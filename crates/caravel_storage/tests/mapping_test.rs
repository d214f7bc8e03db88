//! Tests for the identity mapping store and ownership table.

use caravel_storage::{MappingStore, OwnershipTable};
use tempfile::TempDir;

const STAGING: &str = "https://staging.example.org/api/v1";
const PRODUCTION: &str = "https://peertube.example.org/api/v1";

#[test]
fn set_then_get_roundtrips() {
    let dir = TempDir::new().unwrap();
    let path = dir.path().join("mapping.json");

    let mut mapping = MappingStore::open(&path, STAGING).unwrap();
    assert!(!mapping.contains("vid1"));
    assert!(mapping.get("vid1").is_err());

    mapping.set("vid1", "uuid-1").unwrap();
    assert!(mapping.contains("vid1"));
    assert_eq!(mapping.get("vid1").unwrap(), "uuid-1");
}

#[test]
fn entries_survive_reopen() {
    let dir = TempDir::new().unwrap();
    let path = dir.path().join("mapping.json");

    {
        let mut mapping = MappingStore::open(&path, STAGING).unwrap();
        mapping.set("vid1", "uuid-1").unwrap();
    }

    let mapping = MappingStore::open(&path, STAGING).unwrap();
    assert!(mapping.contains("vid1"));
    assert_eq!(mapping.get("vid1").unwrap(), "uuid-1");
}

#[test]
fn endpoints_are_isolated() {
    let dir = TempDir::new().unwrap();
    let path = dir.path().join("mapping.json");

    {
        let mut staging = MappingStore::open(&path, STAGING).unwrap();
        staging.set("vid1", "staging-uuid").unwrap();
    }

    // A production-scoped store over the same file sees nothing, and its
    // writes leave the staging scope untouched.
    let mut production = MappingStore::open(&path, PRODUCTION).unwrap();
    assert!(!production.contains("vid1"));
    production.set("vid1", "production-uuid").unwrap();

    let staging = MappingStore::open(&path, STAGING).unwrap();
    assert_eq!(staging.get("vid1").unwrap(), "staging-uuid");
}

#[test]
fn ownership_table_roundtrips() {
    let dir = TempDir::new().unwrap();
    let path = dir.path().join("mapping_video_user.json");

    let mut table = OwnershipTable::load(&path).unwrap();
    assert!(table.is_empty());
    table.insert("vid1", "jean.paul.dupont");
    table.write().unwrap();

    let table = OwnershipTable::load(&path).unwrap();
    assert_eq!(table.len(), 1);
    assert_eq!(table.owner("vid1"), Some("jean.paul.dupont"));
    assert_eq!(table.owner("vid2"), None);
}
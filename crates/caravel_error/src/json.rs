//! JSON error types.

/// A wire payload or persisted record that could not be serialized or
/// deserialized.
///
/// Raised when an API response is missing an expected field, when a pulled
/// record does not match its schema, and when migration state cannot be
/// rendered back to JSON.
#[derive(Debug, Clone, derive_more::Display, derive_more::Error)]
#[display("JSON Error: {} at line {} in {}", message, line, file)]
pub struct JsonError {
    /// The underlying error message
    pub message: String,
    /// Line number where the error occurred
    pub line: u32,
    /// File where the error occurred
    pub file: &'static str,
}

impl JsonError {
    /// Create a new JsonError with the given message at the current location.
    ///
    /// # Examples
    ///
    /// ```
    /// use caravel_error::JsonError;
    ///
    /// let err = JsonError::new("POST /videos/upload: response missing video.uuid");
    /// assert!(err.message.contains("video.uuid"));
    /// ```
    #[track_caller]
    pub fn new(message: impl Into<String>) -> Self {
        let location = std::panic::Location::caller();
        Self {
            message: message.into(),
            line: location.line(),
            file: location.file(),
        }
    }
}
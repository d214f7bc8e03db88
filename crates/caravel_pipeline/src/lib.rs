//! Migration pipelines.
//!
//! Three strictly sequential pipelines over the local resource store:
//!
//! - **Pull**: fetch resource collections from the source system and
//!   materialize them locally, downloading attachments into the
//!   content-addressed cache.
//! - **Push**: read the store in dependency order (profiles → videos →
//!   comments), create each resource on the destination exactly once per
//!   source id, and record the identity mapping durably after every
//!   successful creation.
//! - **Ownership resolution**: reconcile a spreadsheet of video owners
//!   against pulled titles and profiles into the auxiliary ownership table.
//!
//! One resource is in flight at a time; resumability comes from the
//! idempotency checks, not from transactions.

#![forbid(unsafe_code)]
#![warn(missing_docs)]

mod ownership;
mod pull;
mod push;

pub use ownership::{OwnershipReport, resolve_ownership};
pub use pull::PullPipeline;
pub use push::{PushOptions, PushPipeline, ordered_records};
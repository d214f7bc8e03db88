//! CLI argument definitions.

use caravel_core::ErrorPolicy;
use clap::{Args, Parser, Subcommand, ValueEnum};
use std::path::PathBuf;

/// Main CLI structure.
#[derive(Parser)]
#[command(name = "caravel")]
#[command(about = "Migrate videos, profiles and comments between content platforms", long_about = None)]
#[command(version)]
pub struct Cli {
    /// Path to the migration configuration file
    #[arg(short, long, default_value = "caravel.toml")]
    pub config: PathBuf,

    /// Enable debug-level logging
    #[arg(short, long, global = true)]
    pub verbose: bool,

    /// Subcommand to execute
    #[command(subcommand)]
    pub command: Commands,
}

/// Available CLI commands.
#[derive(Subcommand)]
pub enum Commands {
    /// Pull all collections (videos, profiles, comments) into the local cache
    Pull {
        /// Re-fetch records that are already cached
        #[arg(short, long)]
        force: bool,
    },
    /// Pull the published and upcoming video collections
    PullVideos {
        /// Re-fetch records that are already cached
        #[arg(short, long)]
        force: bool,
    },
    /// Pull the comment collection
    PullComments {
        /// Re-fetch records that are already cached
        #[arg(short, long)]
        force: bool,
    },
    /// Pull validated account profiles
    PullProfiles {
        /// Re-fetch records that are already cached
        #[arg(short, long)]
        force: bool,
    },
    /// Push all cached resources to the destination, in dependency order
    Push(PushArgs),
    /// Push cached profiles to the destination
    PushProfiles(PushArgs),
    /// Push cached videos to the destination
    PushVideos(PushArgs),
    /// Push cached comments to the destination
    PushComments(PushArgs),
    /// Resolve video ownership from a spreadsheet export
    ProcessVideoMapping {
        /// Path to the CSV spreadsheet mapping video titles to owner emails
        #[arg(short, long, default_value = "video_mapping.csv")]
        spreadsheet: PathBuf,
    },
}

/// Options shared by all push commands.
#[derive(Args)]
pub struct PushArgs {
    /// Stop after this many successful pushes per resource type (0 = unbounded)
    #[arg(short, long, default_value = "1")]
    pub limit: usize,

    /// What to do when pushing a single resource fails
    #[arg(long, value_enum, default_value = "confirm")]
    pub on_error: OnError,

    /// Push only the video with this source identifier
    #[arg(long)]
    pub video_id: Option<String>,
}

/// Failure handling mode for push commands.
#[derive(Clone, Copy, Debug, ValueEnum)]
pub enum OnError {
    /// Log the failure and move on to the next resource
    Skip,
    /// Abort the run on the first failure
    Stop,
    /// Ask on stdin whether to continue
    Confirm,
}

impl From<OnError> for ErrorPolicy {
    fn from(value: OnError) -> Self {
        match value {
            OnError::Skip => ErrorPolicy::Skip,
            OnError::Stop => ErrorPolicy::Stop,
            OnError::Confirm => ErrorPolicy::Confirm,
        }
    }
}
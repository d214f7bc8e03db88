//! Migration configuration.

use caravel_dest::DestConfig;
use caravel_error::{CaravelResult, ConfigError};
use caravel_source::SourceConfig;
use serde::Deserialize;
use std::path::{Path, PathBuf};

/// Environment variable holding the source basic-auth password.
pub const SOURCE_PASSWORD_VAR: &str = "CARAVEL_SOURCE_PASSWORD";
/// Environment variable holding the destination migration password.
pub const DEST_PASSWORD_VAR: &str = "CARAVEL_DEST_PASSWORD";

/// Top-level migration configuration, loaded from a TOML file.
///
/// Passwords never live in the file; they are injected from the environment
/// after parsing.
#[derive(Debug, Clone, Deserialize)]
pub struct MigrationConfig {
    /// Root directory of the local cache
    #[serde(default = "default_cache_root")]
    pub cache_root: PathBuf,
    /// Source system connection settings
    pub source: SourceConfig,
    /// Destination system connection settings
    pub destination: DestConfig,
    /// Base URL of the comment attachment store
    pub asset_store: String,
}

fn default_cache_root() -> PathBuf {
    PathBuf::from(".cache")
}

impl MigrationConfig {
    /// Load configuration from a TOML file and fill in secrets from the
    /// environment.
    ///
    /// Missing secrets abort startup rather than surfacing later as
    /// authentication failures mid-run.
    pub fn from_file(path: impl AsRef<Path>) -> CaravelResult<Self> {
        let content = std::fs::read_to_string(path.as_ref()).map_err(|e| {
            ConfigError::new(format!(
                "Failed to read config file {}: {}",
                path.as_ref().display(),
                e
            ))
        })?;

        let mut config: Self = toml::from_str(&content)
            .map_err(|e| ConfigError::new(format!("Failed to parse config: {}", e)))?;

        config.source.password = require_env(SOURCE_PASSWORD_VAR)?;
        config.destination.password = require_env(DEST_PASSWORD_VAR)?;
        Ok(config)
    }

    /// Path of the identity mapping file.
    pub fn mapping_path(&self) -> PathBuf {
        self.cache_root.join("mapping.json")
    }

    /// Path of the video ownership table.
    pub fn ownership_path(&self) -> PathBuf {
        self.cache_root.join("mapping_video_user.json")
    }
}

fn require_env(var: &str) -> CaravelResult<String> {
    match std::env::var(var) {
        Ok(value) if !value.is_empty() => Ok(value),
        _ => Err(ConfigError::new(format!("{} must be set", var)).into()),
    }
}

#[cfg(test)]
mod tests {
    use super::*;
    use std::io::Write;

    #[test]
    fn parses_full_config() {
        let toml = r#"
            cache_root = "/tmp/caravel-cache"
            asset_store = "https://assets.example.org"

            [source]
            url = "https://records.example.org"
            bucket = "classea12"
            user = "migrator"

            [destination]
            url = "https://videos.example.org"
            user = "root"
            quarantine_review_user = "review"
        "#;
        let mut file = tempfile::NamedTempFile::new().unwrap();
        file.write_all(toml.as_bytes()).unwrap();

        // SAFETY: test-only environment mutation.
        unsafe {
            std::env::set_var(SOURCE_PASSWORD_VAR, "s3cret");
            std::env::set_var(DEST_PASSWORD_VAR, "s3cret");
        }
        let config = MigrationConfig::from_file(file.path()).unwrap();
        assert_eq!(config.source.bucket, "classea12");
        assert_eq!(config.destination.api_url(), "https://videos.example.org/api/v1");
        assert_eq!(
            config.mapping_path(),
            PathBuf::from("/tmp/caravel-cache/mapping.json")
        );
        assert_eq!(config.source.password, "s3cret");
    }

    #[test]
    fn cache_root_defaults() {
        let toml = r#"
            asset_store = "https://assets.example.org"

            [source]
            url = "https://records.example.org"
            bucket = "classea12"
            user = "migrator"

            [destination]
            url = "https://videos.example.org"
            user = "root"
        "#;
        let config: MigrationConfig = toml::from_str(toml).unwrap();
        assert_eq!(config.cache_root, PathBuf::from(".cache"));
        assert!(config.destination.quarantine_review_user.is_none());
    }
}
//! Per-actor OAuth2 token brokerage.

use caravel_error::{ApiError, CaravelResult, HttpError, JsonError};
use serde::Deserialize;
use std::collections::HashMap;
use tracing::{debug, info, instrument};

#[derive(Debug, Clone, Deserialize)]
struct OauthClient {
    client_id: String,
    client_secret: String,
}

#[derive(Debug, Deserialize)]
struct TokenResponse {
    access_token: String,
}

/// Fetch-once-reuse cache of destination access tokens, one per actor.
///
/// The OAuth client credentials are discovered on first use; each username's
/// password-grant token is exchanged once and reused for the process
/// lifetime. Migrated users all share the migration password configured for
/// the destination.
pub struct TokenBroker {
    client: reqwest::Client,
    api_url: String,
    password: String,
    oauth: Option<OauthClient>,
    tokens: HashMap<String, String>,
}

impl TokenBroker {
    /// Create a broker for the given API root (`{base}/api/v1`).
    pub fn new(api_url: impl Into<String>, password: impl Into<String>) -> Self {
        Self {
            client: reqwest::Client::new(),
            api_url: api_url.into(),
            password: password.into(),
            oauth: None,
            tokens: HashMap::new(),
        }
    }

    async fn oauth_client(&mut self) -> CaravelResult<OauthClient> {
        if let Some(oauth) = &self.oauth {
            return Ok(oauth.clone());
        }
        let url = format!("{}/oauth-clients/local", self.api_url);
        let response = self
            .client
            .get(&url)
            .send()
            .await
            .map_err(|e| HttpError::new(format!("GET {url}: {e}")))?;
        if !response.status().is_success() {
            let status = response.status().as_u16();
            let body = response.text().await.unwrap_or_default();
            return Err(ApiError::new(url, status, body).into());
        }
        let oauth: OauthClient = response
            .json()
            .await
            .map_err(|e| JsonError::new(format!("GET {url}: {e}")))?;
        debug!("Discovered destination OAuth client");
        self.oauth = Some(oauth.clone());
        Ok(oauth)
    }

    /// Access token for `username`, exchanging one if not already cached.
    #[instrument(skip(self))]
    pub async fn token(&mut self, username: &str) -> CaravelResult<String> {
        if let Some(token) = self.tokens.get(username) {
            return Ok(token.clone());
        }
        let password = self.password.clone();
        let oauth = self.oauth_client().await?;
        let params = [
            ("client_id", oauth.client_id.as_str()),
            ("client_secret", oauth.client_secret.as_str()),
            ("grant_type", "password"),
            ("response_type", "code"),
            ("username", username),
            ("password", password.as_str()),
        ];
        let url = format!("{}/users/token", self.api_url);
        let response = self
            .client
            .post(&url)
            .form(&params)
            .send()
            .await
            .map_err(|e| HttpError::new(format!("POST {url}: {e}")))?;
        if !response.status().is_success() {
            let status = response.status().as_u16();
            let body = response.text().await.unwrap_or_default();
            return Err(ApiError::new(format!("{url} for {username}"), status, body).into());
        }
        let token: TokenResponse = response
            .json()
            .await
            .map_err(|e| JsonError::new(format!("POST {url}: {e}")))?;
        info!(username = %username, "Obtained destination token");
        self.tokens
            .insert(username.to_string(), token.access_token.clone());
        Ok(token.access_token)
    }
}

> **Aim of the exercise**
What do the lines above say from the one containing "Main CLI structure." down to the one containing "#[arg(short, long, global = true)]"? Return them exactly, both end lines included, and only them.

> **Task result**
/// Main CLI structure.
#[derive(Parser)]
#[command(name = "caravel")]
#[command(about = "Migrate videos, profiles and comments between content platforms", long_about = None)]
#[command(version)]
pub struct Cli {
    /// Path to the migration configuration file
    #[arg(short, long, default_value = "caravel.toml")]
    pub config: PathBuf,

    /// Enable debug-level logging
    #[arg(short, long, global = true)]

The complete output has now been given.